Relevance and promising measurement approaches:

Transport can make a difference in increasing women’s productivity and promoting gender equality by broadening access to health and education services, employment, and improving civic participation. It is also critical to ensuring that rural and marginalised communities — particularly their women, who face intersecting forms of inequality —are connected to economic centres and key services.

The Rural Access Index is among the most important global indicators for measuring people’s transport accessibility in rural areas, where the majority of the world’s poor live — the index attempts to measure the share of the population who live within 2 km of the nearest road in good condition in rural areas. A new method to calculate the Rural Access Index was recently developed using spatial data and techniques and is a promising new method to collect this data within the SDG framework.

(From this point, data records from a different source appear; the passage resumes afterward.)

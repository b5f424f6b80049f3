// Copyright (c) 2025, Jason Jenkins
// SPDX-License-Identifier: BSD-3-Clause

//! Playback information overlay.

use super::raster::{draw_text, fill_rect, text_size, Frame};
use crate::models::zone::{Color, Point};

const HUD_SCALE: u32 = 2;
const BANNER_SCALE: u32 = 4;
const LINE_HEIGHT: i32 = 25;

/// What the player reports in the corner of each frame.
#[derive(Debug, Clone, PartialEq)]
pub struct HudInfo {
    /// Frames shown since the start (or last restart).
    pub frame: usize,
    pub total_frames: usize,
    pub fps: f64,
    /// Number of zones drawn, when overlays are on.
    pub overlays: Option<usize>,
    pub paused: bool,
}

impl HudInfo {
    /// Playback time of the current frame in seconds.
    pub fn elapsed_seconds(&self) -> f64 {
        if self.fps > 0.0 {
            self.frame as f64 / self.fps
        } else {
            0.0
        }
    }

    pub fn lines(&self) -> Vec<String> {
        let mut lines = vec![
            format!("Frame: {}/{}", self.frame, self.total_frames),
            format!("Time: {:.2}s", self.elapsed_seconds()),
            format!("FPS: {:.1}", self.fps),
        ];
        if let Some(count) = self.overlays {
            lines.push(format!("Overlays: {} frames", count));
        }
        lines
    }
}

/// Draw the info block bottom-left, and a centered banner while paused.
pub fn draw_hud(frame: &mut Frame, info: &HudInfo) {
    let width = frame.width() as i32;
    let height = frame.height() as i32;
    let lines = info.lines();
    let start_y = height - lines.len() as i32 * LINE_HEIGHT - 10;

    for (i, line) in lines.iter().enumerate() {
        let baseline = start_y + i as i32 * LINE_HEIGHT;
        let (text_w, text_h) = text_size(line, HUD_SCALE);
        fill_rect(
            frame,
            Point::new(5, baseline - 20),
            Point::new(text_w + 15, baseline + 5),
            Color::BLACK,
        );
        draw_text(frame, 10, baseline - text_h, line, Color::GREEN, HUD_SCALE);
    }

    if info.paused {
        let text = "PAUSED";
        let (text_w, text_h) = text_size(text, BANNER_SCALE);
        let x = (width - text_w) / 2;
        let baseline = height / 2;
        fill_rect(
            frame,
            Point::new(x - 10, baseline - 40),
            Point::new(x + text_w + 10, baseline + 10),
            Color::BLACK,
        );
        draw_text(frame, x, baseline - text_h, text, Color::RED, BANNER_SCALE);
    }
}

Issue: Male to female ratio in manufacturing industries

Relevance and promising measurement approaches:

A central tenet of the SDG agenda is accelerating development by promoting inclusive and sustainable industrialisation. Yet, women constitute the largest pool of untapped talent in the manufacturing sector. In Africa, for example, women represent only 38% of the manufacturing workforce. There is currently a critical gap in global, consistently collected or collated data measuring women’s participation in manufacturing industries.

Issue: Proportion of small and medium enterprises (SMEs) owned by women

Relevance and promising measurement approaches:

The gender gap in business ownership is closely linked to gaps in education and technical training, as well as women’s access to technologies, business support services, and professional networks. Some data suggest that worldwide, women owned small-and-medium-enterprises (SMEs) have $260 to $320 billion in unmet financing needs. These factors lead to women’s underrepresentation in the supply chains — as workers, business owners, and decision makers — for manufacturing industries, energy and technology businesses, and national infrastructure projects.

Some nations have sought to remedy this by, for example, implementing policies that incentivise private-sector companies to support women-owned SMEs in procurement policies and offering longer repayment plans, lower interest rates, and different collateral requirements, as well as leasing and factoring options, for women-owned businesses, and by better collecting national-level data on women’s SME ownership.